Evidence for ACD5 ceramide kinase activity involvement in Arabidopsis response to cold stress.

Plant Cell Environ 2015 Dec 16;38(12):2688-97. Epub 2015 Jul 16.

UFR 927, Sorbonne Universités, UPMC Univ Paris 06, F-75252, Paris, France.

Although sphingolipids emerged as important signals for plant response to low temperature, investigations have been limited so far to the function of long-chain base intermediates. The formation and function of ceramide phosphates (Cer-Ps) in chilled Arabidopsis were explored.
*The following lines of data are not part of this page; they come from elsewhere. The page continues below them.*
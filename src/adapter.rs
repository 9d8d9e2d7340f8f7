//! The adapter contract shared by every binding.

use std::fs::File;
use std::io::BufWriter;
use std::path::{Path, PathBuf};
use std::sync::atomic::{AtomicU64, Ordering};

use crate::pixel::Components;
use crate::{AdapterError, DecodedImage, ImageFormat, ImageView};

/// One entry of an adapter's saver registration metadata.
#[derive(Clone, Debug, PartialEq, Eq)]
pub struct SaverInfo {
    /// Format written for these extensions.
    pub format: ImageFormat,
    /// Extensions accepted by `save`, preferred one first.
    pub extensions: &'static [&'static str],
    /// Long format name.
    pub full_name: &'static str,
    /// Short description naming the adapter that writes it.
    pub description: String,
}

/// A binding that loads, saves and streams images through a wrapped codec
/// library.
///
/// Implementations hold only configuration, so a single adapter can serve
/// concurrent callers. Every failure is returned as a value.
pub trait ImageAdapter: Send + Sync {
    /// Short binding name (`"native"`, `"image-rs"`).
    fn name(&self) -> &'static str;

    /// Whether this adapter can read the file, judged from the leading
    /// `header` bytes and, when those are inconclusive, the file extension.
    ///
    /// Never fails and never touches any error state.
    fn identify(&self, path: &Path, header: &[u8]) -> bool;

    /// Decode the whole file.
    fn load(&self, path: &Path) -> Result<DecodedImage, AdapterError>;

    /// Begin a streaming decode. Dimensions are available immediately.
    fn open(&self, path: &Path) -> Result<Box<dyn ScanlineSession>, AdapterError>;

    /// Encode `image` into `path` using the format implied by `ext`.
    ///
    /// A failed save leaves no file behind.
    fn save(&self, path: &Path, image: &ImageView<'_>, ext: &str) -> Result<(), AdapterError>;

    /// Comma-separated list of extensions usable with [`save`](Self::save).
    fn savers(&self) -> &'static str;

    /// Structured form of [`savers`](Self::savers).
    fn saver_info(&self) -> Vec<SaverInfo> {
        let mut infos: Vec<SaverInfo> = Vec::new();
        for ext in self.savers().split(',') {
            let Some(format) = ImageFormat::from_extension(ext) else {
                continue;
            };
            if infos.iter().any(|i| i.format == format) {
                continue;
            }
            infos.push(SaverInfo {
                format,
                extensions: format.extensions(),
                full_name: format.full_name(),
                description: format!("{} ({} adapter)", format.full_name(), self.name()),
            });
        }
        infos
    }

    /// Whether `ext` appears in [`savers`](Self::savers).
    fn can_save(&self, ext: &str) -> bool {
        let ext = ext.strip_prefix('.').unwrap_or(ext);
        self.savers()
            .split(',')
            .any(|s| s.eq_ignore_ascii_case(ext))
    }
}

/// An in-flight streaming decode bound to one file.
///
/// Sessions own the file handle and decoder state. [`close`](Self::close)
/// consumes the session; dropping it releases the same resources.
pub trait ScanlineSession: Send {
    fn width(&self) -> u32;

    fn height(&self) -> u32;

    fn components(&self) -> Components;

    /// Bytes in one row.
    fn row_bytes(&self) -> usize {
        self.width() as usize * self.components().count()
    }

    /// Decode row `y` into the first [`row_bytes`](Self::row_bytes) bytes of `buf`.
    ///
    /// Out-of-range rows and short buffers fail without disturbing the
    /// session. A decode failure poisons it.
    fn read_line(&mut self, y: u32, buf: &mut [u8]) -> Result<(), AdapterError>;

    /// End the session and release its resources.
    fn close(self: Box<Self>);
}

/// Shared argument checks for [`ScanlineSession::read_line`].
pub(crate) fn check_read_args(
    y: u32,
    height: u32,
    row_bytes: usize,
    buf: &[u8],
) -> Result<(), AdapterError> {
    if y >= height {
        return Err(AdapterError::RowOutOfRange { row: y, height });
    }
    if buf.len() < row_bytes {
        return Err(AdapterError::BufferTooSmall {
            needed: row_bytes,
            actual: buf.len(),
        });
    }
    Ok(())
}

/// Normalize a requested save extension and resolve its format.
pub(crate) fn save_format(adapter: &dyn ImageAdapter, ext: &str) -> Result<ImageFormat, AdapterError> {
    let trimmed = ext.strip_prefix('.').unwrap_or(ext);
    if !adapter.can_save(trimmed) {
        return Err(AdapterError::NoSaver(trimmed.to_ascii_lowercase()));
    }
    ImageFormat::from_extension(trimmed).ok_or_else(|| AdapterError::NoSaver(trimmed.to_ascii_lowercase()))
}

static NEXT_TEMP: AtomicU64 = AtomicU64::new(0);

/// Hidden sibling of `path` that encoders write into before the rename.
fn temp_sibling(path: &Path) -> PathBuf {
    let name = path
        .file_name()
        .map(|n| n.to_string_lossy().into_owned())
        .unwrap_or_default();
    let n = NEXT_TEMP.fetch_add(1, Ordering::Relaxed);
    path.with_file_name(format!(".{name}.{}-{n}.tmp", std::process::id()))
}

/// Encode into a temporary sibling of `path` and rename it over `path` once
/// everything is flushed.
///
/// On failure the temporary file is removed and whatever was at `path`
/// before is left untouched.
pub(crate) fn write_atomically<F>(path: &Path, write: F) -> Result<(), AdapterError>
where
    F: FnOnce(&mut BufWriter<File>) -> Result<(), AdapterError>,
{
    let temp = temp_sibling(path);
    let file = File::create(&temp).map_err(|e| AdapterError::write_io(path, e))?;
    let mut writer = BufWriter::new(file);

    let result = write(&mut writer)
        .and_then(|()| {
            let file = writer
                .into_inner()
                .map_err(|e| AdapterError::write_io(path, e.into_error()))?;
            file.sync_all().map_err(|e| AdapterError::write_io(path, e))
        })
        .and_then(|()| std::fs::rename(&temp, path).map_err(|e| AdapterError::write_io(path, e)));

    if result.is_err() {
        if let Err(e) = std::fs::remove_file(&temp) {
            log::warn!("could not remove partial output {}: {e}", temp.display());
        }
    }
    result
}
Cer-Ps were analysed by thin layer chromatography (TLC) following in vivo metabolic radiolabelling. Ceramide kinase activity, gene expression and growth phenotype were determined in unstressed and cold-stressed wild type (WT) and Arabidopsis ceramide kinase mutant acd5. A rapid and transient formation of Cer-P occurs in cold-stressed WT Arabidopsis plantlets and cultured cells, which is strongly impaired in acd5 mutant. Although concomitant, Cer-P formation is independent of long-chain base phosphate (LCB-P) formation. No variation of ceramide kinase activity was measured in vitro in WT plantlets upon cold stress but the activity in acd5 mutant was further reduced by cold stress. At the seedling stage, acd5 response to cold was similar to that of WT. Nevertheless, acd5 seed germination was hypersensitive to cold and abscisic acid (ABA), and ABA-dependent gene expression was modified in acd5 seeds when germinated at low temperature. Our data involve for the first time Cer-P and ACD5 in low temperature response and further underline the complexity of sphingolipid signalling operating during cold stress.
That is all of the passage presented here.